I don't share well. Get my straw out of your mouth.

One of my favorite memories that Trouble and I share is "the time that bitch ate my brie". We were at a restaurant, one of those cool wine bars where the actual 6 page menu is all different kinds of wine, and then the little drink card has a short list of food if you were so inclined. Heavy on the cheese and smoked meats.

I love that. That is how it should be.

Anyway, we were at this wine bar, and for dinner I ordered a glass of wine and a piece of brie with some bread. (I know, I know. The perfect meal.) Trouble had a friend visiting, a woman I had only just met, who had joined us for dinner. She didn't know me. She didn't know about my OCD tendencies, or my profound love of triple cream brie. And she casually reached right over, helped herself to a scoop of St Andre off my plate, and grabbed a slice of warm baguette.

Everyone at the table froze, waiting to see if I was going to stab her with my fork. Then Trouble burst out laughing and had to excuse herself. I switched to defense and kept my hand over my plate for the rest of the evening.

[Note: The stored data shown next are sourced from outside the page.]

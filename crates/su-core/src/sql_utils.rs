//! SQL quoting utilities
//!
//! The single place where identifiers and values are turned into SQL text.
//! Everything that ends up in a generated script goes through one of these.

use crate::error::{CoreError, CoreResult};

/// Quote a SQL identifier.
///
/// Wraps the identifier in double quotes and doubles embedded double quotes.
///
/// # Examples
/// ```
/// use su_core::sql_utils::quote_ident;
/// assert_eq!(quote_ident("users"), r#""users""#);
/// assert_eq!(quote_ident(r#"my"table"#), r#""my""table""#);
/// ```
pub fn quote_ident(ident: &str) -> String {
    format!("\"{}\"", ident.replace('"', "\"\""))
}

/// Quote a schema and a relation name into `"schema"."name"`.
///
/// # Examples
/// ```
/// use su_core::sql_utils::quote_qualified;
/// assert_eq!(quote_qualified("staging", "orders"), r#""staging"."orders""#);
/// ```
pub fn quote_qualified(schema: &str, name: &str) -> String {
    format!("{}.{}", quote_ident(schema), quote_ident(name))
}

/// Quote a dotted name (`a.b.c`) part by part.
pub fn quote_dotted(name: &str) -> String {
    name.split('.').map(quote_ident).collect::<Vec<_>>().join(".")
}

/// Quote a value as a standard SQL string literal.
///
/// # Examples
/// ```
/// use su_core::sql_utils::quote_literal;
/// assert_eq!(quote_literal("O'Brien"), "'O''Brien'");
/// ```
pub fn quote_literal(value: &str) -> String {
    format!("'{}'", value.replace('\'', "''"))
}

/// Reject text bound for a psql backslash-command line.
///
/// A meta-command ends at the first line break whatever the quoting, so the
/// rest of the value would run as a command of its own.
pub fn ensure_single_line(value: &str) -> CoreResult<()> {
    if value.contains(['\n', '\r']) {
        return Err(CoreError::LineBreakInMetaCommand {
            value: value.to_string(),
        });
    }
    Ok(())
}

/// Quote an argument of a psql backslash command such as `\copy`.
///
/// psql processes backslash escapes inside single-quoted meta-command
/// arguments, so backslashes are doubled as well as quotes. Line breaks are
/// rejected with [`ensure_single_line`].
pub fn quote_psql_arg(value: &str) -> CoreResult<String> {
    ensure_single_line(value)?;
    Ok(format!("'{}'", value.replace('\\', "\\\\").replace('\'', "''")))
}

Long story short, I don't share my food.

It's not just the triple cream brie - and it's not just limited to food. I don't like people sharing my drink, either. I also don't share silverware, lipbalm, underwear or bathing suits without being grossed out and sure that I'll end up catching something contagious. This weekend, someone grabbed my drink and stuck the straw in her mouth, and if it hadn't been 100 degrees I would have thrown the damn thing away afterwards - but I was desperate, and I took it back and kept drinking, trying to breath through my paralyzing fear of having someone else's mouth germs in my own mouth. I tried to convince myself that the lime wedges in the cup would kill the bacteria.

Do not even get me started on how I felt when someone asked if they could have a bite of my sandwich.

It's not greed. I will happily say "you can just have the rest of that" anytime someone wants to try something I am eating. I will break it in half, ask for a second plate, cut/tear/rip off a bite, whatever. But if I have an ice cream, you will not be offered a lick (((shudder))) or an extra spoon.

NO YOU WILL NOT.

And it's hard to not seem rude. I hate that my mind works this way. I *want* to be able to share. And I definitely don't want to insult anyone, or insinuate that they have germs.
BUT THEY TOTALLY DO.

And I am proven right time and time and TIME AGAIN because this morning I woke up with a cold and my first thought was: "I should never have shared that straw." I will now sit and punish myself for slipping. For not just handing over the drink and letting it go.

I deserve this cold. May it be a lesson to me.

Irony? After getting all bent out of shape about sharing a straw, I went to a strip club which is pretty much the least-clean place on the planet, and contemplated ordering a steak to eat right between the dancers legs, with their naked bodies not a foot away. With an extra fork and side plate, of course.